Mineralization of Calcium Carbonate on Multifunctional Peptide Assembly Acting as Mineral Source Supplier and Template

Abstract

Crystal phase and morphology of biominerals may be precisely regulated by controlled nucleation and selective crystal growth through biomineralization on organic templates such as a protein. We herein propose new control factors of selective crystal growth by the biomineralization process. In this study, a designed β-sheet Ac-VHVEVS-CONH2 peptide was used as a multifunctional template that acted as mineral source supplier and having crystal phase control ability of calcium carbonate (CaCO3) during a self-supplied mineralization. The peptides formed three-dimensional nanofiber networks composed of assembled bilayer β-sheets. The assembly hydrolyzed urea molecules to one carbonate anion and two ammonium cations owing to a charge relay effect between His and Ser residues under mild conditions.
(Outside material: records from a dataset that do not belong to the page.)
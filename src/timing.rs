//! Lesson time keeping and simple property tweens.

/// Time elapsed since a lesson started, advanced by the frame loop's deltas.
#[derive(Clone, Copy, Debug, Default, PartialEq)]
pub struct Clock {
    elapsed: f32,
    delta: f32,
}

impl Clock {
    pub fn new() -> Self {
        Self::default()
    }

    /// Advances the clock by one frame. Negative deltas count as zero.
    pub fn tick(&mut self, delta: f32) {
        self.delta = delta.max(0.0);
        self.elapsed += self.delta;
    }

    /// Seconds since the clock was created.
    pub fn elapsed(&self) -> f32 {
        self.elapsed
    }

    /// Length of the last frame in seconds.
    pub fn delta(&self) -> f32 {
        self.delta
    }
}

/// Animates a scalar from `from` to `to` over `duration` seconds, starting `delay` seconds after
/// `start`.
///
/// Progress is eased with a quadratic ease-out.
#[derive(Clone, Copy, Debug, PartialEq)]
pub struct Tween {
    pub from: f32,
    pub to: f32,
    pub start: f32,
    pub delay: f32,
    pub duration: f32,
}

impl Tween {
    pub fn new(from: f32, to: f32, start: f32, delay: f32, duration: f32) -> Self {
        Self {
            from,
            to,
            start,
            delay,
            duration,
        }
    }

    fn progress(&self, time: f32) -> f32 {
        let local = time - self.start - self.delay;
        if local <= 0.0 {
            0.0
        } else if self.duration <= 0.0 || local >= self.duration {
            1.0
        } else {
            local / self.duration
        }
    }

    /// Value of the tween at the given time.
    pub fn sample(&self, time: f32) -> f32 {
        let p = self.progress(time);
        let eased = 1.0 - (1.0 - p) * (1.0 - p);
        self.from + (self.to - self.from) * eased
    }

    /// Whether the tween has reached its target at the given time.
    pub fn finished(&self, time: f32) -> bool {
        self.progress(time) >= 1.0
    }
}

/// A chain of tweens on the same property, where each later tween overrides earlier ones once
/// its delay has elapsed.
#[derive(Clone, Debug, Default)]
pub struct Timeline {
    tweens: Vec<Tween>,
}

impl Timeline {
    pub fn new() -> Self {
        Self::default()
    }

    /// Appends a tween that starts from wherever the previous tween ended.
    pub fn then_to(mut self, initial: f32, to: f32, delay: f32, duration: f32) -> Self {
        let from = self.tweens.last().map(|t| t.to).unwrap_or(initial);
        self.tweens.push(Tween::new(from, to, 0.0, delay, duration));
        self
    }

    /// Value at `time`, or `initial` before the first tween begins.
    pub fn sample(&self, initial: f32, time: f32) -> f32 {
        self.tweens
            .iter()
            .rev()
            .find(|t| time >= t.start + t.delay)
            .map(|t| t.sample(time))
            .unwrap_or(initial)
    }
}

#[cfg(test)]
mod tests {
    use super::*;

    #[test]
    fn test_clock_accumulates_frames() {
        let mut clock = Clock::new();
        assert_eq!((clock.elapsed(), clock.delta()), (0.0, 0.0));
        clock.tick(0.25);
        clock.tick(0.5);
        assert_eq!(clock.elapsed(), 0.75);
        assert_eq!(clock.delta(), 0.5);
        clock.tick(-1.0);
        assert_eq!(clock.elapsed(), 0.75);
        assert_eq!(clock.delta(), 0.0);
    }

    #[test]
    fn test_tween_holds_start_before_delay() {
        let tween = Tween::new(0.0, 2.0, 0.0, 1.0, 1.0);
        assert_eq!(tween.sample(0.0), 0.0);
        assert_eq!(tween.sample(0.99), 0.0);
        assert!(!tween.finished(1.5));
    }

    #[test]
    fn test_tween_reaches_target() {
        let tween = Tween::new(0.0, 2.0, 0.0, 1.0, 1.0);
        assert_eq!(tween.sample(2.0), 2.0);
        assert_eq!(tween.sample(100.0), 2.0);
        assert!(tween.finished(2.0));
    }

    #[test]
    fn test_tween_eases_monotonically() {
        let tween = Tween::new(1.0, 3.0, 5.0, 0.0, 2.0);
        let mut last = tween.sample(5.0);
        for i in 1..=20 {
            let value = tween.sample(5.0 + i as f32 * 0.1);
            assert!(value >= last);
            last = value;
        }
        // Ease-out covers more than half the distance at the midpoint.
        assert!(tween.sample(6.0) > 2.0);
    }

    #[test]
    fn test_timeline_there_and_back() {
        let timeline = Timeline::new()
            .then_to(0.0, 2.0, 1.0, 1.0)
            .then_to(0.0, 0.0, 2.0, 1.0);
        assert_eq!(timeline.sample(0.0, 0.5), 0.0);
        assert_eq!(timeline.sample(0.0, 2.0), 2.0);
        assert_eq!(timeline.sample(0.0, 3.5), 0.0);
        let mid = timeline.sample(0.0, 2.5);
        assert!(mid > 0.0 && mid < 2.0);
    }
}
CaCO3 was selectively mineralized on the peptide assembly using the generated carbonate anions on the template. Morphology of the obtained CaCO3 was fiber-like structure, similar to that of the peptide template. The mineralized CaCO3 on the peptide template had aragonite phase. This implies that CaCO3 nuclei, generated using the carbonate anions produced by the hydrolysis of urea on the surface of the peptide assembly, preferentially grew into aragonite phase, the growth axis of which aligned parallel to the direction of the β-sheet fiber axis.